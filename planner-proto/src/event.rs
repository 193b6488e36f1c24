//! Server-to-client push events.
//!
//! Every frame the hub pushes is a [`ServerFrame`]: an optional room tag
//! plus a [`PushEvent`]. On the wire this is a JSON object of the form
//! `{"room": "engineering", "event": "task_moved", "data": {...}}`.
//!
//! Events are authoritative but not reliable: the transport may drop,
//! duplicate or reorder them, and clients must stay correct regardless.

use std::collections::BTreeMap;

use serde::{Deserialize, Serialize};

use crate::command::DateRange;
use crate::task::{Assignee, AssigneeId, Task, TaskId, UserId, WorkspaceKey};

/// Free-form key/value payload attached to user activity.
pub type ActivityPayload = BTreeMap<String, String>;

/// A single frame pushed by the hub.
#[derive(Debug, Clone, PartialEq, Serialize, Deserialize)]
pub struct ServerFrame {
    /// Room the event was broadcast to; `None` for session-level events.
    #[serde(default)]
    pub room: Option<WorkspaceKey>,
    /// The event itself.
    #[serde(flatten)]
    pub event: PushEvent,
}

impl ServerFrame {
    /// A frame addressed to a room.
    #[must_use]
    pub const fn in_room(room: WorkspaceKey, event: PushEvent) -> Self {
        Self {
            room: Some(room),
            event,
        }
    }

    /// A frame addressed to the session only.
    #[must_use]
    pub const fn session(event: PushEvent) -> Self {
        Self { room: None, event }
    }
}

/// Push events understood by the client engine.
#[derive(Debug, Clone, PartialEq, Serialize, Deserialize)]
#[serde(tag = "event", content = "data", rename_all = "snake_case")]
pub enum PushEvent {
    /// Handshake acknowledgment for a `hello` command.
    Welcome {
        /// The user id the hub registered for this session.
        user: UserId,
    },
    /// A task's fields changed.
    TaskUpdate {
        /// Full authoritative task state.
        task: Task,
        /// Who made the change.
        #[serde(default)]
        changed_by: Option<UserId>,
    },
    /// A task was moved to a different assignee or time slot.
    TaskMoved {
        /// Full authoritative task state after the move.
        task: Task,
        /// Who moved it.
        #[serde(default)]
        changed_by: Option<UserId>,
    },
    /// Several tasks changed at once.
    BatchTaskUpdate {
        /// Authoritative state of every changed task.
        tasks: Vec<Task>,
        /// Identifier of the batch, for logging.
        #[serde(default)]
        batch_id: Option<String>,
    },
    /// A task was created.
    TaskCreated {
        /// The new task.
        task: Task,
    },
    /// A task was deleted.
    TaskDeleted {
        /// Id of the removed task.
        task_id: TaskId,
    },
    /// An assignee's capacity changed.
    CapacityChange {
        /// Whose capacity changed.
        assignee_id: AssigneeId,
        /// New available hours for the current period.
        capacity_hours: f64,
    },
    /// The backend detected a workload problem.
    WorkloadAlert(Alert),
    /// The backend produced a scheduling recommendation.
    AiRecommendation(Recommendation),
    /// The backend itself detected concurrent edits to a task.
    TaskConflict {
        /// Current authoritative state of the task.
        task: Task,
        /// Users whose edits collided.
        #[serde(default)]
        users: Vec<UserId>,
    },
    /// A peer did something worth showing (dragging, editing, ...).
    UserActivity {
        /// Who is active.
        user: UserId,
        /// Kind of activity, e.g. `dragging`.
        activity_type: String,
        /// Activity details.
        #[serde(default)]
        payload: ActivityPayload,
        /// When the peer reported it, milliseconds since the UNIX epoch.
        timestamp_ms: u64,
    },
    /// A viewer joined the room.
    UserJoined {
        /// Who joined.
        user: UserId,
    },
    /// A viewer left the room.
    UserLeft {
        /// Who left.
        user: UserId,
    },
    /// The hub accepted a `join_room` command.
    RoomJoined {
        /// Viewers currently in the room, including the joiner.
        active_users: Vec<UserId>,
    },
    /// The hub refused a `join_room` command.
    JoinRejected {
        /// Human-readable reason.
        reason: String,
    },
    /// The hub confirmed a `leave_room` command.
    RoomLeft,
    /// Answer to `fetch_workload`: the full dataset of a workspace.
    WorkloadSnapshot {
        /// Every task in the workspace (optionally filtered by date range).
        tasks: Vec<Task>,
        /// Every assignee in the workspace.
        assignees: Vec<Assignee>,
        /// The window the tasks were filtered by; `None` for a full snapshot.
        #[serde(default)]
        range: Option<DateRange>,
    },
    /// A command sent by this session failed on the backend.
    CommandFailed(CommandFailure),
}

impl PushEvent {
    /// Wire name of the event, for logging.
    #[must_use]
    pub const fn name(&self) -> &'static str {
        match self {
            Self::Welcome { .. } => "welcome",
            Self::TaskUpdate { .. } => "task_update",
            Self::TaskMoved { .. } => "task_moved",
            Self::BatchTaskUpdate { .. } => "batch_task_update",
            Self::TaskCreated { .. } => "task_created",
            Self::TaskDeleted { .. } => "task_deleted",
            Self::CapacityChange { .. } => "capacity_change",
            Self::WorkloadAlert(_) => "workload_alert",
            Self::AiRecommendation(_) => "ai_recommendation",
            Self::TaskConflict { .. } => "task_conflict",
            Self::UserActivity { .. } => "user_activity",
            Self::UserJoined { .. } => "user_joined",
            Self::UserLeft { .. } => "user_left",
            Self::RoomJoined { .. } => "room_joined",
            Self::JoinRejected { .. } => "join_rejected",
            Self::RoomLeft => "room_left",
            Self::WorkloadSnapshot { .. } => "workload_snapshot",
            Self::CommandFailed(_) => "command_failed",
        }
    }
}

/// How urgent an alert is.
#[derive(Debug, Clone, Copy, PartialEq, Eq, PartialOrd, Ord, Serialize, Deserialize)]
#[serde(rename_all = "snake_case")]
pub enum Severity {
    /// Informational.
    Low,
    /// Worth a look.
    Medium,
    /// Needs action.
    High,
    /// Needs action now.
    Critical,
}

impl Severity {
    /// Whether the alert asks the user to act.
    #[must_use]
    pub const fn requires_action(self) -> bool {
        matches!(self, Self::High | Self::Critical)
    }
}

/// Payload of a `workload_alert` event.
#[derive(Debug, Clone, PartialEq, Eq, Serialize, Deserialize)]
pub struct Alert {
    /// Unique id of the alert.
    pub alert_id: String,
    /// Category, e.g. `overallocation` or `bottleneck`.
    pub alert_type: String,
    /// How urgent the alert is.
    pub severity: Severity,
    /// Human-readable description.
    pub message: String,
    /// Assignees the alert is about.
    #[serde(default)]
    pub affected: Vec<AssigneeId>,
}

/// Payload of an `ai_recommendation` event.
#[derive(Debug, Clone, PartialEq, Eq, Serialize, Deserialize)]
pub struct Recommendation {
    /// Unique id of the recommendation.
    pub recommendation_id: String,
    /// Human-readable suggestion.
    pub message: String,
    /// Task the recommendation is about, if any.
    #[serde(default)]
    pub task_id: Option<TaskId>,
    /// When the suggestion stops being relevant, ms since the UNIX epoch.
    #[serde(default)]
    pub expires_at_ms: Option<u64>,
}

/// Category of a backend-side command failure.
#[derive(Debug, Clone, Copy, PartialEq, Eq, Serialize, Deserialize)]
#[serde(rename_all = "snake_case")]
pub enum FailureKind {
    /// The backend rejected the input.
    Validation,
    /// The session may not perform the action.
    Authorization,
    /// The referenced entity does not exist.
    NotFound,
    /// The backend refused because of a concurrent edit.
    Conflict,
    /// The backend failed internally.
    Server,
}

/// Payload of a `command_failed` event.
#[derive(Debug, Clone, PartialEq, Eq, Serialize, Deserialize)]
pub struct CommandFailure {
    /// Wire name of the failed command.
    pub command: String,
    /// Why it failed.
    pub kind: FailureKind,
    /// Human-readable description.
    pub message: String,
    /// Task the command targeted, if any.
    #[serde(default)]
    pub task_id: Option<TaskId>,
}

● ● ●

The answer consists of the lines above that include the word "enum", each copied exactly.

pub enum PushEvent {
pub enum Severity {
pub enum FailureKind {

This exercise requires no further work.